The India-France defense relationship has emerged as a key element of New Delhi’s Indo-Pacific strategy.
The French Defense Minister Florence Parly is currently visiting India. While the nominal occasion for her trip is the induction of five newly acquired multirole Rafale combat aircraft into the Indian Air Force (IAF) today, it comes amid serious military tensions between India and China in Eastern Ladakh. Tweeting after the induction ceremony in the Ambala IAF base in western India, Indian Defense Minister Rajnath Singh pointedly linked the induction of the French-made jets with the ongoing India-China crisis.
Singh wrote: “The induction of Rafale is a strong message for the world and especially for those who challenge India’s sovereignty. The induction is a very important step in light of the prevailing security conditions that prevail, or I would say, that have been created along India’s borders.” That he did so while Parly was still in the country without apprehension of how France might feel about being referenced in the context of an India-China border crisis illustrates the comfort both sides have developed about their defense relationship.
India’s relationship with France is one of the country’s strongest. France was one of the first countries with which India signed a “strategic partnership” after the end of the Cold War, in January 1998. Beyond the purchase of 36 Rafale jets – some of which might form part of India’s nuclear air vector – in 2016, India entered into a contract with a French firm to build six Scorpene submarines in India’s Malegaon dockyards through a technology-transfer arrangement in 2005. Two of them have already been commissioned into the Indian navy while a third is undergoing sea trials. The two countries signed a military logistics agreement in 2018, among a handful India has so far. France was one of the very few countries to support India’s decision to test nuclear weapons in 1998.
At a more fundamental political level, Paris and New Delhi’s shared quest for strategic autonomy and close military relations with other powers have meant that the ideological baggage that has on occasion held back deeper India-U.S. defense cooperation has been absent in the relationship. As I wrote in these pages last year, “As New Delhi’s search for like-minded security partners (as a diversification strategy in the best reading, and insurance policy in the worst) acquire urgency, France has emerged as a natural choice in recent years.” Both China’s actions and America’s internal turbulence have served as natural propellants in the relationship.
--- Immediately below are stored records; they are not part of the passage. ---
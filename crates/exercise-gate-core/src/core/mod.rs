// crates/exercise-gate-core/src/core/mod.rs
// ============================================================================
// Module: Exercise Gate Core Types
// Description: Canonical data model for fixtures, contracts, outcomes, reports.
// Purpose: Provide stable, serializable types shared by every harness component.
// Dependencies: serde, serde_json
// ============================================================================

//! ## Overview
//! Core types are pure data. Fixtures and contracts are read-only during a
//! run; outcomes and reports are produced by the runtime and never mutated
//! after they are finalized.

// ============================================================================
// SECTION: Submodules
// ============================================================================

pub mod contract;
pub mod fixture;
pub mod hashing;
pub mod identifiers;
pub mod outcome;
pub mod report;
pub mod shape;

// ============================================================================
// SECTION: Re-Exports
// ============================================================================

pub use contract::Comparison;
pub use contract::Contract;
pub use contract::ContractError;
pub use contract::Determinism;
pub use contract::OperationSpec;
pub use contract::PropertyCheck;
pub use fixture::Expected;
pub use fixture::Fixture;
pub use fixture::RejectionKind;
pub use fixture::Step;
pub use hashing::HashAlgorithm;
pub use hashing::HashDigest;
pub use hashing::HashError;
pub use identifiers::IdentifierError;
pub use identifiers::TopicId;
pub use identifiers::VariantName;
pub use outcome::CandidateFault;
pub use outcome::CandidateKind;
pub use outcome::FaultKind;
pub use outcome::Observation;
pub use outcome::Outcome;
pub use outcome::OutcomeStatus;
pub use report::RejectedTopic;
pub use report::Report;
pub use report::ReportBuilder;
pub use report::ReportEntry;
pub use report::ReportSummary;
pub use shape::ValueShape;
The Indo-Pacific, the Indian Ocean in particular, where Paris has a considerable stake, has emerged as a key theater of common interest. After the 2018 logistics agreement, India and France are now exploring the possibility of a secure communications agreement which would allow navies of both countries to share maritime domain awareness information through protected channels. (The U.S. is the only country with which India has an arrangement of that nature so far, through the U.S.-India COMCASA agreement signed in 2018.) India, France and Australia held their first foreign-secretary-level trilateral dialogue by video link yesterday, marking the beginning of France’s involvement with India in emerging small groupings. In a statement about the dialogue, the Indian foreign ministry noted that “[t]he outcome oriented meeting was held with the objective of building on the strong bilateral relations that the three countries share with each other and synergizing their respective strengths to ensure a peaceful, secure, prosperous and rules-based Indo-Pacific Region.”
Yesterday’s trilateral dialogue and Parly’s visit both come during an extremely hectic time for Indian diplomacy, with New Delhi signaling its displeasure to Beijing about the ongoing tensions in Eastern Ladakh through a flurry of activities. At the start of this month, India, Japan, and Australia launched a “Resilient Supply Chain Initiative” to coordinate the diversification of supply chains in the Indo-Pacific, a not-so-veiled message to China that these nations have ways of mitigating the risks that China poses to the region’s economies. Earlier today, India and Japan signed a military logistics agreement along the lines India has with the U.S., France, and others. Finally, Indian media reports that Prime Minister Narendra Modi spoke earlier today with outgoing Japanese Prime Minister Abe Shinzo.
The Indian foreign minister, S. Jaishankar, is scheduled to talk with his Chinese counterpart Wang Yi in a highly anticipated meeting later today. Russian Foreign Minister Sergey Lavrov will then join both in a separate three-way conversation.